### Task goal
Each line of the data below that carries the word "clamped" needs to be copied.

### Supplied material
use glam::DVec2;
use raid_core::{MapDimensions, Vector2};

pub const MIN_SCALE: f64 = 0.5;
pub const MAX_SCALE: f64 = 3.0;
const MIN_MARKER_SCALE: f64 = 0.25;
const MAX_MARKER_SCALE: f64 = 2.0;

/// Pan and zoom state of the map canvas.
/// A canvas point `p` shows the map point `(p - translation) / scale`.
#[derive(Debug, Clone, Copy, PartialEq)]
pub struct Viewport {
    canvas: DVec2,
    scale: f64,
    translation: DVec2,
}

impl Viewport {
    pub fn new(canvas_width: f64, canvas_height: f64) -> Self {
        Self {
            canvas: DVec2::new(canvas_width, canvas_height),
            scale: 1.0,
            translation: DVec2::ZERO,
        }
    }

    pub fn scale(&self) -> f64 {
        self.scale
    }

    pub fn translation(&self) -> Vector2 {
        Vector2(self.translation)
    }

    /// Keeps the current translation, re-clamped to the new size.
    pub fn resize(&mut self, canvas_width: f64, canvas_height: f64) {
        self.canvas = DVec2::new(canvas_width, canvas_height);
        self.clamp_translation();
    }

    pub fn reset(&mut self) {
        self.scale = 1.0;
        self.translation = DVec2::ZERO;
    }

    pub fn pan(&mut self, delta: Vector2) {
        self.translation += delta.0;
        self.clamp_translation();
    }

    /// Multiplies the scale by `factor` while the map point under `canvas_point` stays put.
    pub fn zoom_at(&mut self, canvas_point: Vector2, factor: f64) {
        let new_scale = (self.scale * factor).clamp(MIN_SCALE, MAX_SCALE);
        if new_scale == self.scale {
            return;
        }
        let world = (canvas_point.0 - self.translation) / self.scale;
        self.scale = new_scale;
        self.translation = canvas_point.0 - world * self.scale;
        self.clamp_translation();
    }

    /// at most half of the canvas may be left empty on any side
    fn clamp_translation(&mut self) {
        let max = self.canvas * 0.5;
        let min = -self.canvas * self.scale + self.canvas * 0.5;
        self.translation = self.translation.max(min).min(max);
    }

    /// markers grow when zoomed out and shrink when zoomed in
    pub fn marker_scale(&self) -> f64 {
        (1.0 / self.scale).clamp(MIN_MARKER_SCALE, MAX_MARKER_SCALE)
    }

    pub fn canvas_to_map(&self, canvas_point: Vector2) -> Vector2 {
        Vector2((canvas_point.0 - self.translation) / self.scale)
    }

    /// The map image is stretched over the whole canvas at scale 1.
    pub fn screen_to_map_pixel(&self, canvas_point: Vector2, dimensions: MapDimensions) -> Vector2 {
        let map_point = self.canvas_to_map(canvas_point).0;
        let size = DVec2::new(dimensions.width, dimensions.height);
        Vector2((map_point / self.canvas * size).round())
    }
}
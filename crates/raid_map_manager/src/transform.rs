use glam::DVec2;
use raid_core::{MapDimensions, Vector2, ViewerConfig};
use serde::{Deserialize, Serialize};

/// Viewport coordinate, `lat` grows upwards when the vertical axis is flipped.
#[derive(Debug, Clone, Copy, Default, PartialEq, Serialize, Deserialize)]
pub struct LatLng {
    pub lat: f64,
    pub lng: f64,
}

impl LatLng {
    pub fn new(lat: f64, lng: f64) -> Self {
        Self { lat, lng }
    }
}

/// `[[south, west], [north, east]]` of the image overlay in viewport space.
#[derive(Debug, Clone, Copy, PartialEq, Serialize, Deserialize)]
pub struct ViewportBounds {
    pub south_west: LatLng,
    pub north_east: LatLng,
}

impl ViewportBounds {
    /// `[[0, 0], [height, width]]`, one viewport unit per game pixel
    pub fn from_dimensions(dimensions: MapDimensions) -> Self {
        Self {
            south_west: LatLng::new(0.0, 0.0),
            north_east: LatLng::new(dimensions.height, dimensions.width),
        }
    }
}

/// Affine mapping between game pixels (origin top left) and viewport coordinates.
#[derive(Debug, Clone, Copy, PartialEq)]
pub struct MapTransform {
    pub dimensions: MapDimensions,
    pub bounds: ViewportBounds,
    pub flip_y: bool,
    /// added to game x before projecting, removed again on the way back
    pub horizontal_offset: f64,
}

impl Default for MapTransform {
    fn default() -> Self {
        Self::new(MapDimensions::default())
    }
}

impl MapTransform {
    pub fn new(dimensions: MapDimensions) -> Self {
        Self {
            dimensions,
            bounds: ViewportBounds::from_dimensions(dimensions),
            flip_y: true,
            horizontal_offset: 0.0,
        }
    }

    pub fn from_config(config: &ViewerConfig) -> Self {
        Self {
            flip_y: config.flip_y,
            horizontal_offset: config.horizontal_offset,
            ..Self::new(config.map_dimensions)
        }
    }

    fn size(&self) -> DVec2 {
        DVec2::new(self.dimensions.width, self.dimensions.height)
    }

    fn span(&self) -> DVec2 {
        DVec2::new(
            self.bounds.north_east.lng - self.bounds.south_west.lng,
            self.bounds.north_east.lat - self.bounds.south_west.lat,
        )
    }

    pub fn to_viewport(&self, position: Vector2) -> LatLng {
        let mut relative = (position.0 + DVec2::new(self.horizontal_offset, 0.0)) / self.size();
        if self.flip_y {
            relative.y = 1.0 - relative.y;
        }
        let span = self.span();
        LatLng {
            lat: self.bounds.south_west.lat + relative.y * span.y,
            lng: self.bounds.south_west.lng + relative.x * span.x,
        }
    }

    pub fn to_game(&self, latlng: LatLng) -> Vector2 {
        let span = self.span();
        let mut relative = DVec2::new(
            (latlng.lng - self.bounds.south_west.lng) / span.x,
            (latlng.lat - self.bounds.south_west.lat) / span.y,
        );
        if self.flip_y {
            relative.y = 1.0 - relative.y;
        }
        Vector2(relative * self.size() - DVec2::new(self.horizontal_offset, 0.0))
    }

    /// [Self::to_game] clamped to the image and rounded to whole pixels, for the cursor readout
    pub fn to_game_pixel(&self, latlng: LatLng) -> Vector2 {
        let position = self.to_game(latlng).0;
        Vector2(position.clamp(DVec2::ZERO, self.size()).round())
    }

    pub fn contains(&self, position: Vector2) -> bool {
        let size = self.size();
        (0.0..=size.x).contains(&position.x()) && (0.0..=size.y).contains(&position.y())
    }
}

### Result for this task
    /// Keeps the current translation, re-clamped to the new size.
    /// [Self::to_game] clamped to the image and rounded to whole pixels, for the cursor readout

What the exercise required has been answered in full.